Rachel: Jay White held a teleconference earlier this year. I had already begun to steer myself in the direction of writing autoresponders. And, based on the feedback I got from you, Steve Slaunwhite, and a couple of other clients, it looked like I had a knack for writing emails.
But, I knew that even though I was getting good responses to my email promotions and the ones I wrote for clients, I was still not hitting the mark. It took me about two hours to write one email because I had to go over it so many times to make it flow right and make sure I was selling people on the benefits of the products and all that other stuff. Then clients would go back and forth with me a few times on revisions.
But, when I listened to Jay, I realized it was EXACTLY where I wanted to go as a copywriter. It was a good fit for me.
What made writing autoresponders and Jay’s program a good fit for you?
Rachel: Well first, it involves essentially creative short-story writing. I love writing fiction or creative non-fiction and writing autoresponders is perfect for that.
People want to be entertained — not sold — because they're bombarded with other people trying to sell them stuff all the time. So, it's hitting them in a fun, refreshing way.
Second, once you master Jay’s formula (and it only took me about a week to master it), you can literally shoot out an email in 20-30 minutes.
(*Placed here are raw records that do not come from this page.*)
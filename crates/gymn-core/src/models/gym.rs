// ABOUTME: Gym model and the referral code that identifies a gym publicly
// ABOUTME: ReferralCode is a validated newtype over seven uppercase alphanumerics
//
// SPDX-License-Identifier: MIT OR Apache-2.0
// Copyright (c) 2025 Gymn

use std::fmt::{Display, Formatter, Result as FmtResult};
use std::str::FromStr;

use chrono::{DateTime, Utc};
use serde::{Deserialize, Serialize};
use uuid::Uuid;

use crate::constants::limits::REFERRAL_CODE_LENGTH;
use crate::errors::AppError;

/// Human-shareable code for self-service joining
///
/// Always seven characters from `A-Z0-9`. Parsing uppercases the input first,
/// so `abc1234` and `ABC1234` name the same gym.
#[derive(Debug, Clone, PartialEq, Eq, Hash, Serialize, Deserialize)]
#[serde(try_from = "String", into = "String")]
pub struct ReferralCode(String);

impl ReferralCode {
    /// Normalise and validate a code
    ///
    /// # Errors
    ///
    /// Returns `InvalidInput` unless the code is seven ASCII letters or digits.
    pub fn parse(raw: &str) -> Result<Self, AppError> {
        let code = raw.trim().to_ascii_uppercase();
        if code.len() == REFERRAL_CODE_LENGTH && code.chars().all(|c| c.is_ascii_alphanumeric())
        {
            Ok(Self(code))
        } else {
            Err(AppError::invalid_input(format!(
                "Referral code must be {REFERRAL_CODE_LENGTH} letters or digits"
            ))
            .with_title("Invalid referral code"))
        }
    }

    /// The normalised code
    #[must_use]
    pub fn as_str(&self) -> &str {
        &self.0
    }
}

impl Display for ReferralCode {
    fn fmt(&self, f: &mut Formatter<'_>) -> FmtResult {
        f.write_str(&self.0)
    }
}

impl FromStr for ReferralCode {
    type Err = AppError;

    fn from_str(s: &str) -> Result<Self, Self::Err> {
        Self::parse(s)
    }
}

impl TryFrom<String> for ReferralCode {
    type Error = AppError;

    fn try_from(value: String) -> Result<Self, Self::Error> {
        Self::parse(&value)
    }
}

impl From<ReferralCode> for String {
    fn from(code: ReferralCode) -> Self {
        code.0
    }
}

/// A gym, owned by exactly one gym-owner account
#[derive(Debug, Clone, Serialize, Deserialize)]
pub struct Gym {
    /// Unique identifier
    pub id: Uuid,
    /// Gym name
    pub name: String,
    /// Street address
    pub address: String,
    /// Unique public code
    pub referral_code: ReferralCode,
    /// Owning account; immutable
    pub owner_id: Uuid,
    /// When the gym was registered
    pub created_at: DateTime<Utc>,
}

impl Gym {
    /// Create a gym for `owner_id`
    #[must_use]
    pub fn new(name: String, address: String, referral_code: ReferralCode, owner_id: Uuid) -> Self {
        Self {
            id: Uuid::new_v4(),
            name,
            address,
            referral_code,
            owner_id,
            created_at: Utc::now(),
        }
    }
}

/// Public view of a gym
#[derive(Debug, Clone, Serialize, Deserialize, PartialEq, Eq)]
pub struct GymSummary {
    /// Gym id
    pub id: Uuid,
    /// Gym name
    pub name: String,
    /// Street address
    pub address: String,
}

impl From<&Gym> for GymSummary {
    fn from(gym: &Gym) -> Self {
        Self {
            id: gym.id,
            name: gym.name.clone(),
            address: gym.address.clone(),
        }
    }
}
Although I still have a lot to learn, too. I'm constantly going back over Jay's program materials and looking for places I can improve my copy.
And then, third, the money is great! Like I said, once you really master the formula of how to do this, you're getting a lot of money for not a huge time investment.
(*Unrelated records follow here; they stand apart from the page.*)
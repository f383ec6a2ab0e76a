// ABOUTME: SQLite implementation of the GymRegistry trait
// ABOUTME: Delegates to GymManager on the shared pool
//
// SPDX-License-Identifier: MIT OR Apache-2.0
// Copyright (c) 2025 Gymn

use async_trait::async_trait;
use uuid::Uuid;

use super::GymRegistry;
use crate::database::{Database, GymManager};
use crate::errors::DatabaseError;
use crate::models::{Gym, ReferralCode};

/// `SQLite` implementation of `GymRegistry`
pub struct GymRegistryImpl {
    gyms: GymManager,
}

impl GymRegistryImpl {
    /// Create a new `GymRegistry` with the given database connection
    #[must_use]
    pub fn new(db: &Database) -> Self {
        Self { gyms: db.gyms() }
    }
}

#[async_trait]
impl GymRegistry for GymRegistryImpl {
    async fn find_by_id(&self, id: Uuid) -> Result<Option<Gym>, DatabaseError> {
        self.gyms.get_by_id(id).await
    }

    async fn find_by_owner(&self, owner_id: Uuid) -> Result<Option<Gym>, DatabaseError> {
        self.gyms.get_by_owner(owner_id).await
    }

    async fn find_by_referral_code(
        &self,
        code: &ReferralCode,
    ) -> Result<Option<Gym>, DatabaseError> {
        self.gyms.get_by_referral_code(code).await
    }

    async fn create(&self, gym: &Gym) -> Result<Uuid, DatabaseError> {
        self.gyms.create(gym).await
    }
}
Sounds like the program was definitely a great investment for you.
Rachel: In a recent Wealthy Web Writer issue, you wrote about how to decipher good investments. In there you said, decide WHAT to invest in.
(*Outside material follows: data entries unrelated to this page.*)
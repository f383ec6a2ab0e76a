// ABOUTME: Account model with member and gym-owner roles
// ABOUTME: Covers registered accounts and the unverified placeholders created by invitations
//
// SPDX-License-Identifier: MIT OR Apache-2.0
// Copyright (c) 2025 Gymn

use std::fmt::{Display, Formatter, Result as FmtResult};
use std::str::FromStr;

use chrono::{DateTime, Utc};
use serde::{Deserialize, Serialize};
use uuid::Uuid;

use crate::errors::AppError;

/// Role an account plays on the platform
#[non_exhaustive]
#[derive(Debug, Clone, Copy, Serialize, Deserialize, PartialEq, Eq, Default)]
#[serde(rename_all = "snake_case")]
pub enum AccountRole {
    /// Regular gym member
    #[default]
    Member,
    /// Owns exactly one gym
    GymOwner,
}

impl AccountRole {
    /// Database string representation
    #[must_use]
    pub const fn as_str(&self) -> &'static str {
        match self {
            Self::Member => "member",
            Self::GymOwner => "gym_owner",
        }
    }
}

impl Display for AccountRole {
    fn fmt(&self, f: &mut Formatter<'_>) -> FmtResult {
        f.write_str(self.as_str())
    }
}

impl FromStr for AccountRole {
    type Err = AppError;

    fn from_str(s: &str) -> Result<Self, Self::Err> {
        match s.to_lowercase().as_str() {
            "member" => Ok(Self::Member),
            "gym_owner" => Ok(Self::GymOwner),
            _ => Err(AppError::invalid_input(format!("Invalid account role: {s}"))),
        }
    }
}

/// A user identity
#[derive(Debug, Clone, Serialize, Deserialize)]
pub struct Account {
    /// Unique identifier
    pub id: Uuid,
    /// Unique, stored lowercase
    pub email: String,
    /// Unique case-insensitively; absent while an invited account is a placeholder
    pub username: Option<String>,
    /// Name shown to other users
    pub display_name: String,
    /// Member or gym owner
    pub role: AccountRole,
    /// Registration completed (password and username set)
    pub verified: bool,
    /// bcrypt hash; absent for placeholders
    #[serde(skip_serializing, default)]
    pub password_hash: Option<String>,
    /// Short profile text
    pub bio: Option<String>,
    /// Free-form location
    pub location: Option<String>,
    /// When the account was created
    pub created_at: DateTime<Utc>,
    /// When the account was last changed
    pub updated_at: DateTime<Utc>,
}

impl Account {
    /// A fully registered, verified account
    #[must_use]
    pub fn registered(
        email: &str,
        username: String,
        display_name: String,
        role: AccountRole,
        password_hash: String,
    ) -> Self {
        let now = Utc::now();
        Self {
            id: Uuid::new_v4(),
            email: email.trim().to_lowercase(),
            username: Some(username),
            display_name,
            role,
            verified: true,
            password_hash: Some(password_hash),
            bio: None,
            location: None,
            created_at: now,
            updated_at: now,
        }
    }

    /// Unverified member account created when a gym invites someone who has no account yet
    #[must_use]
    pub fn placeholder(email: &str, display_name: String) -> Self {
        let now = Utc::now();
        Self {
            id: Uuid::new_v4(),
            email: email.trim().to_lowercase(),
            username: None,
            display_name,
            role: AccountRole::Member,
            verified: false,
            password_hash: None,
            bio: None,
            location: None,
            created_at: now,
            updated_at: now,
        }
    }

    /// Whether this account owns a gym
    #[must_use]
    pub const fn is_gym_owner(&self) -> bool {
        matches!(self.role, AccountRole::GymOwner)
    }

    /// Whether two accounts share an email, ignoring case
    #[must_use]
    pub fn same_email(&self, other: &Self) -> bool {
        self.email.eq_ignore_ascii_case(&other.email)
    }
}

/// Public view of an account, safe to show to other users
#[derive(Debug, Clone, Serialize, Deserialize, PartialEq, Eq)]
pub struct AccountSummary {
    /// Account id
    pub id: Uuid,
    /// Username, if set
    pub username: Option<String>,
    /// Display name
    pub display_name: String,
    /// Email
    pub email: String,
    /// Role
    pub role: AccountRole,
    /// Whether registration is complete
    pub verified: bool,
}

impl From<&Account> for AccountSummary {
    fn from(account: &Account) -> Self {
        Self {
            id: account.id,
            username: account.username.clone(),
            display_name: account.display_name.clone(),
            email: account.email.clone(),
            role: account.role,
            verified: account.verified,
        }
    }
}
No matter what a copywriter decides to invest his or her time in, I agree they should be getting a good return. Because what we're going for, ultimately, is doing something we love, getting paid really well to do it, and having the free time to go hang out with friends and family, and travel, and do other fun things we've always day-dreamed about.
So, the key is to stay focused on something long enough to get good at it and make it happen. Otherwise, you're scattered all over the place. At least that's what happened to me.
Okay, so what's life like for you now that you’ve decided to write autoresponders?
Rachel: SO different than it was just a couple of short months ago! I think I bought Jay's program in the beginning of February. Since then, in two short months, I've gone from a struggling copywriter to actually living “the writer's life" that you hear AWAI talk about all the time.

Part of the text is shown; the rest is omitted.